_YOUR GOAL_. The word "glob": in how many lines of the records does it appear? Reply with the number alone.

_Stored entries_.
■ ■ ■ ■ ■ ■ ■

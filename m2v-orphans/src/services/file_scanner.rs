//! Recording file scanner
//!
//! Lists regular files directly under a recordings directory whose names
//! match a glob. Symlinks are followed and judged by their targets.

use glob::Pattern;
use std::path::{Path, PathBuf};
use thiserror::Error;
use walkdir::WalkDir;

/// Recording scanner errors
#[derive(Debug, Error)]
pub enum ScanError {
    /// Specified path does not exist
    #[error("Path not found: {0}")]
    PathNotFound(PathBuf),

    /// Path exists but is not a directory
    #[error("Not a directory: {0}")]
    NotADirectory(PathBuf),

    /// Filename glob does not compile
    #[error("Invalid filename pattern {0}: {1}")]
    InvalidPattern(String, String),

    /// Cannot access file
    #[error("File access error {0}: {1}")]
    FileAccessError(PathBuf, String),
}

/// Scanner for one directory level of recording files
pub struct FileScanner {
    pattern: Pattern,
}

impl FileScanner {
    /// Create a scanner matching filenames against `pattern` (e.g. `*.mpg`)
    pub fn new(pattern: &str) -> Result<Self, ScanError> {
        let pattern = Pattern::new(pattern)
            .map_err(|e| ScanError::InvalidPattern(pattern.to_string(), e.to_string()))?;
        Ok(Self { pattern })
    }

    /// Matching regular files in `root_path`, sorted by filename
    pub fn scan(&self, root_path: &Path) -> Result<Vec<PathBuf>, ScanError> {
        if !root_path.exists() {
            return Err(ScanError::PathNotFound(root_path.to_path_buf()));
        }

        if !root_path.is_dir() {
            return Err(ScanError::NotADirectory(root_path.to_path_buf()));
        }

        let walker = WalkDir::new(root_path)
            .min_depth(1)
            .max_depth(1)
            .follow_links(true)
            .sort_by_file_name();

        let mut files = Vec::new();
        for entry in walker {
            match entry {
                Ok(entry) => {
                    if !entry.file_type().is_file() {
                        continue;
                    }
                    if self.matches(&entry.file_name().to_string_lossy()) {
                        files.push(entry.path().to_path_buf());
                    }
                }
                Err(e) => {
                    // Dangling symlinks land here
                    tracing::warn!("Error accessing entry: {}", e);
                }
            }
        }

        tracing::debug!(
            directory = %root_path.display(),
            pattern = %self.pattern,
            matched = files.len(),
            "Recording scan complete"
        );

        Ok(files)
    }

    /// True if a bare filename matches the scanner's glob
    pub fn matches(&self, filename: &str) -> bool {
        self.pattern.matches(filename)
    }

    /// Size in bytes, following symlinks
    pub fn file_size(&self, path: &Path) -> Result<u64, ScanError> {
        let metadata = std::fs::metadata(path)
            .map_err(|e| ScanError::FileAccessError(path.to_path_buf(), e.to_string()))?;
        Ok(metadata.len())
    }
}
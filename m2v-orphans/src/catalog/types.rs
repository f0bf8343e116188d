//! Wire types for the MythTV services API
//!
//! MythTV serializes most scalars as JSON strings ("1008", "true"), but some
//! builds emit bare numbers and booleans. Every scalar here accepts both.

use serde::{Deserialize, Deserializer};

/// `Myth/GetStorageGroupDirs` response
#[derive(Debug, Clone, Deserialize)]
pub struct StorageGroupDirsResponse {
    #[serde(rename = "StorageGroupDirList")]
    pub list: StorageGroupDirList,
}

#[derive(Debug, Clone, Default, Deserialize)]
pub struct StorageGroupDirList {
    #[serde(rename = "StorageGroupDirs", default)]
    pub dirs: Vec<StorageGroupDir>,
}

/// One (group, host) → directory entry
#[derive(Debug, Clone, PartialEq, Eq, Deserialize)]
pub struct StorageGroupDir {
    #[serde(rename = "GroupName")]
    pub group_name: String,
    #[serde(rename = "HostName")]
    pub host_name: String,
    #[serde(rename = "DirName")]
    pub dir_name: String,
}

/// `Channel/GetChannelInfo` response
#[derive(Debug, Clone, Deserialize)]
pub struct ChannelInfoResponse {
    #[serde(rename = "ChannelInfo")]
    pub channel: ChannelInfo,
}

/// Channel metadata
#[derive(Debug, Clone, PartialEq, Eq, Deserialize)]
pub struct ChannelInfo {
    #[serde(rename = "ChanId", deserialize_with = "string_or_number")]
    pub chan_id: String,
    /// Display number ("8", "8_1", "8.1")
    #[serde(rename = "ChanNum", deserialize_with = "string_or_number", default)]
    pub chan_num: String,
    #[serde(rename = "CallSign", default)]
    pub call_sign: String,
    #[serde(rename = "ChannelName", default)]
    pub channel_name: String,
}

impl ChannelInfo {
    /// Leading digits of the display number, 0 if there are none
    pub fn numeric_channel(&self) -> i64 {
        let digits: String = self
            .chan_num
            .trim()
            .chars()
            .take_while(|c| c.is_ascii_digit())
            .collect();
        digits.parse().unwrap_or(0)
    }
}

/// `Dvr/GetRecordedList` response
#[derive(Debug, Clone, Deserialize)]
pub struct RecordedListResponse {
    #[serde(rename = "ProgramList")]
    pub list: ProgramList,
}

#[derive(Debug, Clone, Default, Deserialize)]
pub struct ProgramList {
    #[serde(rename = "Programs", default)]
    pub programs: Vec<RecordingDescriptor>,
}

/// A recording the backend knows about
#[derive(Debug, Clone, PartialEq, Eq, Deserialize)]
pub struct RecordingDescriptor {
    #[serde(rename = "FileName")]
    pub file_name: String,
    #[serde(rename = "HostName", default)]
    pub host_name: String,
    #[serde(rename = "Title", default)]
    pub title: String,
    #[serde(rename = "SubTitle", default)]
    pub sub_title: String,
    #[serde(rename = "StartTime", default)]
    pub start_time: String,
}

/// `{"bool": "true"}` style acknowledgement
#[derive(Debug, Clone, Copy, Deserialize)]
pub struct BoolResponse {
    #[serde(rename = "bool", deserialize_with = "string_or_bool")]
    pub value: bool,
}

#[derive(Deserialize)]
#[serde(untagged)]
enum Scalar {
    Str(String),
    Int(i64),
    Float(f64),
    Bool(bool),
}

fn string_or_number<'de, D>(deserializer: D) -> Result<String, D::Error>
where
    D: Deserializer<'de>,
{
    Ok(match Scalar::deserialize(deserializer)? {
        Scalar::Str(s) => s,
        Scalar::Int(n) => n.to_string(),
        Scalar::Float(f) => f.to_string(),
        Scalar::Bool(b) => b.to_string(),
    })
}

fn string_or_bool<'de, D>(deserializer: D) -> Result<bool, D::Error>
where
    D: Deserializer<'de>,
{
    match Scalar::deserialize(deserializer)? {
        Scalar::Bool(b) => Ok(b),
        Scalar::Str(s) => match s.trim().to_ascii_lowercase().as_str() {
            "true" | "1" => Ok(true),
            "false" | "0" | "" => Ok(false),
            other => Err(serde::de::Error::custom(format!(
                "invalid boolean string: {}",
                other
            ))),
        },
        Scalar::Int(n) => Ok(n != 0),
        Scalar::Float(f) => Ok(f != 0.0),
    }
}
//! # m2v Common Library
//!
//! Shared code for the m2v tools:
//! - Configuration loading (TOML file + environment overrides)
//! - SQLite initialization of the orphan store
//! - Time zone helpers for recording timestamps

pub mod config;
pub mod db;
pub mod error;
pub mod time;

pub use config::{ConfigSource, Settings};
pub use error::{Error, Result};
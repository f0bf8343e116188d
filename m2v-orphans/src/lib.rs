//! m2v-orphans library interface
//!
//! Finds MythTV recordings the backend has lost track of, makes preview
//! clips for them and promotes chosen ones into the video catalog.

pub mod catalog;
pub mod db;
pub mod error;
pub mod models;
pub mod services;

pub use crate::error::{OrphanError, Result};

■ ■ ■ ■ ■ ■ ■

_COMPLETED TASK_. 4